Die Bundesregierung will die Förderung von Games-Entwicklungen in Deutschland deutlich ausweiten. Ab 2026 sollen jährlich 125 Millionen Euro bereitstehen.
Im aktuellen Haushaltsentwurf ist vorgesehen, das Förderbudget für Computerspiele in diesem Jahr auf 88 Millionen Euro zu erhöhen. Ab 2026 sind sogar 125 Millionen Euro pro Jahr eingeplant. Damit reagiert die Politik auf die anhaltend hohe Nachfrage und langjährige Forderungen nach einer verlässlichen und planbaren Förderung.
Wichtige Zahlen:
- 88 Mio. € Fördermittel: Diese Summe ist im Bundeshaushalt 2025 für Games-Projekte vorgesehen.

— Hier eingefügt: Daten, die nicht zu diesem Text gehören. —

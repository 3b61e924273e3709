//! Error types for the rebalancing engine.

use std::io;
use std::path::PathBuf;
use thiserror::Error;

/// Result type alias for rebalancing operations.
pub type Result<T> = std::result::Result<T, Error>;

/// Main error type for the rebalancing engine.
#[derive(Error, Debug)]
pub enum Error {
    /// The cluster map contains no targets.
    #[error("cluster map is empty: no targets to place objects on")]
    EmptyCluster,

    /// No mountpaths are configured on this target.
    #[error("no mountpaths configured")]
    NoMountpaths,

    /// A peer target failed its liveness probe before kickoff.
    #[error("target {id} at {addr} appears to be offline")]
    PeerOffline { id: String, addr: String },

    /// The running activity was aborted; walkers stop at the next entry.
    ///
    /// The display string intentionally carries the `xaction` token, which
    /// the walker driver uses to demote the log level to info.
    #[error("xaction {kind} aborted, path {mpath}")]
    XactionAborted { kind: &'static str, mpath: PathBuf },

    /// Object locator errors (parse, fill, metadata).
    #[error("object locator error: {0}")]
    Locator(#[from] LocatorError),

    /// Network communication errors.
    #[error("network error: {0}")]
    Network(#[from] NetworkError),

    /// Inbound object failed checksum verification.
    #[error("bad checksum for {objname}: expected {expected}, computed {computed}")]
    BadChecksum {
        objname: String,
        expected: String,
        computed: String,
    },

    /// Inbound body length did not match the header.
    #[error("short object body for {objname}: header says {expected} bytes, got {got}")]
    ShortBody {
        objname: String,
        expected: u64,
        got: u64,
    },

    /// Configuration errors.
    #[error("config error: {0}")]
    Config(String),

    /// The operation timed out.
    #[error("operation timed out")]
    Timeout,

    /// I/O error.
    #[error("io error: {0}")]
    Io(#[from] io::Error),
}

impl Error {
    /// Whether this error is the distinguished activity-abort error.
    pub fn is_abort(&self) -> bool {
        matches!(self, Error::XactionAborted { .. })
    }
}

/// Object locator errors.
#[derive(Error, Debug)]
pub enum LocatorError {
    /// The path does not belong to any configured mountpath.
    #[error("{0} is outside every configured mountpath")]
    ForeignPath(PathBuf),

    /// The path is missing the content-class or bucket components.
    #[error("cannot parse object path {0}")]
    Malformed(PathBuf),

    /// The bucket encoded in the path failed validation.
    #[error("invalid bucket in path: {0}")]
    BadBucket(String),

    /// Sidecar metadata could not be decoded.
    #[error("corrupt object metadata for {fqn}: {reason}")]
    CorruptMeta { fqn: PathBuf, reason: String },

    /// The object file vanished between listing and fill.
    #[error("object at {0} no longer exists")]
    Vanished(PathBuf),
}

/// Network communication errors.
#[derive(Error, Debug)]
pub enum NetworkError {
    /// Connection failed.
    #[error("connection failed to {addr}: {reason}")]
    ConnectionFailed { addr: String, reason: String },

    /// Connection was closed mid-exchange.
    #[error("connection closed")]
    ConnectionClosed,

    /// The peer responded with an unexpected message kind.
    #[error("unexpected response: {0}")]
    UnexpectedResponse(&'static str),

    /// The peer rejected an inbound object.
    #[error("peer rejected object: {0}")]
    Rejected(String),

    /// An inbound frame exceeded the size limit.
    #[error("frame too large: {0} bytes")]
    FrameTooLarge(usize),

    /// Serialization error.
    #[error("serialization error: {0}")]
    Serialization(String),

    /// I/O error.
    #[error("io error: {0}")]
    Io(#[from] io::Error),
}

impl From<bincode::Error> for NetworkError {
    fn from(e: bincode::Error) -> Self {
        NetworkError::Serialization(e.to_string())
    }
}

impl From<bincode::Error> for Error {
    fn from(e: bincode::Error) -> Self {
        Error::Network(NetworkError::Serialization(e.to_string()))
    }
}

#[cfg(test)]
mod tests {
    use super::*;

    #[test]
    fn test_abort_error_carries_xaction_token() {
        let err = Error::XactionAborted {
            kind: "global-rebalance",
            mpath: PathBuf::from("/data/mp1"),
        };
        assert!(err.to_string().contains("xaction"));
        assert!(err.is_abort());
    }

    #[test]
    fn test_io_conversion() {
        let io_err = io::Error::new(io::ErrorKind::PermissionDenied, "denied");
        let err: Error = io_err.into();
        assert!(matches!(err, Error::Io(_)));
        assert!(!err.is_abort());
    }
}
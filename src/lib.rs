//! Cluster rebalancing engine for a distributed object store.
//!
//! When cluster membership changes, every storage target runs this engine
//! to move stored objects onto the target mandated by a deterministic
//! placement function — and, when its own mountpath set changes, to
//! relocate objects between local mountpaths.
//!
//! # Features
//!
//! - Deterministic highest-random-weight placement, consulted concurrently
//!   by every target and by foreground request routers
//! - Parallel per-mountpath walkers over the local object trees
//! - Streamed object transfer to peers with per-object acknowledgement
//! - Interlock with foreground traffic via a shared per-object lock
//!   registry
//! - Crash-persistent in-progress markers for recovery detection
//! - A cluster-wide termination barrier so an initiator concludes only
//!   after every peer has caught up
//!
//! # Architecture
//!
//! ```text
//! ┌──────────────────────────────────────────────────────────┐
//! │                    RebalanceManager                      │
//! │  liveness → renew activity → resync streams → marker     │
//! │        → walkers → join → finalize → barrier             │
//! └──────────────────────────────────────────────────────────┘
//!        │                    │                     │
//!        ▼                    ▼                     ▼
//! ┌─────────────┐      ┌─────────────┐      ┌──────────────┐
//! │  Placement  │      │   Walkers   │      │ StreamBundle │
//! │   (HRW)     │      │ (per mpath  │      │ (per peer)   │
//! │             │      │  x class)   │      │              │
//! └─────────────┘      └─────────────┘      └──────┬───────┘
//!                                                  │ frames + acks
//!                                           ┌──────▼───────┐
//!                                           │   Receiver   │
//!                                           │  (per peer)  │
//!                                           └──────────────┘
//! ```
//!
//! Data flow of a global rebalance: walker → per-object read lock → open
//! file → stream bundle → peer's receiver → commit under the peer's local
//! placement → per-object ack → completion callback (release lock, update
//! counters, retire the source copy).
//!
//! # Example
//!
//! ```rust,no_run
//! use ballast::prelude::*;
//! use std::path::PathBuf;
//! use std::sync::Arc;
//!
//! # async fn run() -> ballast::Result<()> {
//! let config = Arc::new(
//!     Config::new(
//!         "t-4f2a",
//!         "0.0.0.0:9100".parse().unwrap(),
//!         "0.0.0.0:9200".parse().unwrap(),
//!     )
//!     .with_confdir("/etc/ballast")
//!     .with_mountpaths(vec![PathBuf::from("/data/mp1"), PathBuf::from("/data/mp2")]),
//! );
//!
//! let locker = Arc::new(NameLocker::new());
//! let stats = Arc::new(StatsTracker::new());
//! # let fshc: ballast::fs::FsHealthChecker = unimplemented!();
//! let manager = RebalanceManager::new(config, locker, stats, fshc);
//!
//! // On a membership change, the daemon hands the new snapshot over:
//! # let (smap, newcomer): (Arc<Smap>, Option<&str>) = unimplemented!();
//! manager.run_global(smap, newcomer).await?;
//! # Ok(())
//! # }
//! ```

pub mod cluster;
pub mod config;
pub mod error;
pub mod fs;
pub mod mem;
pub mod net;
pub mod nlock;
pub mod reb;
pub mod stats;
pub mod testing;
pub mod transport;
pub mod types;

pub use cluster::{Bck, Ns, Provider, Smap, SmapOwner};
pub use config::{Config, FshcConfig, RebalanceConfig, TimeoutConfig};
pub use error::{Error, Result};
pub use nlock::NameLocker;
pub use reb::{RebControlHandler, RebalanceManager, XactRegistry};
pub use stats::StatsTracker;
pub use types::{HealthStatus, TargetId, TargetInfo};

/// Convenience re-exports for embedding the engine.
pub mod prelude {
    pub use crate::cluster::{Bck, Ns, Provider, Smap, SmapOwner};
    pub use crate::config::{Config, RebalanceConfig, TimeoutConfig};
    pub use crate::error::{Error, Result};
    pub use crate::nlock::NameLocker;
    pub use crate::reb::{RebControlHandler, RebalanceManager};
    pub use crate::stats::StatsTracker;
    pub use crate::types::{TargetId, TargetInfo};
}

- Ab 2026 jährlich 125 Mio. €: Das entspricht den Empfehlungen des game e.V. und soll Planungssicherheit schaffen.
- 52 % Wachstum: Diese Zahl bezieht sich auf deutsche Entwicklerstudios zwischen 2020 und 2023 – zuletzt gab es jedoch einen starken Rückgang bei Neugründungen durch die Förderstopps.
Steuerliche Förderung als nächster Schritt
Mit der deutlichen Aufstockung des Budgets setzt die Bundesregierung ein klares Signal an die Branche. Die neuen Mittel sollen nicht nur laufende Projekte absichern, sondern auch wieder mehr Gründungen ermöglichen – nachdem zuletzt Antragsstopps und Unsicherheiten das Wachstum gebremst hatten.
Langfristig ist zudem eine steuerliche Games-Förderung geplant, wie sie international bereits üblich ist. Ein entsprechendes Konzept liegt vor; bis zur Umsetzung soll das erhöhte Budget den Standort Deutschland wettbewerbsfähig halten und EntwicklerInnen neue Chancen eröffnen.
Nachdem das überarbeitete Förderprogramm des Bundes von der EU-Kommission abgesegnet worden war, können seit dem 30. Dezember 2024 wieder neue Anträge eingereicht werden.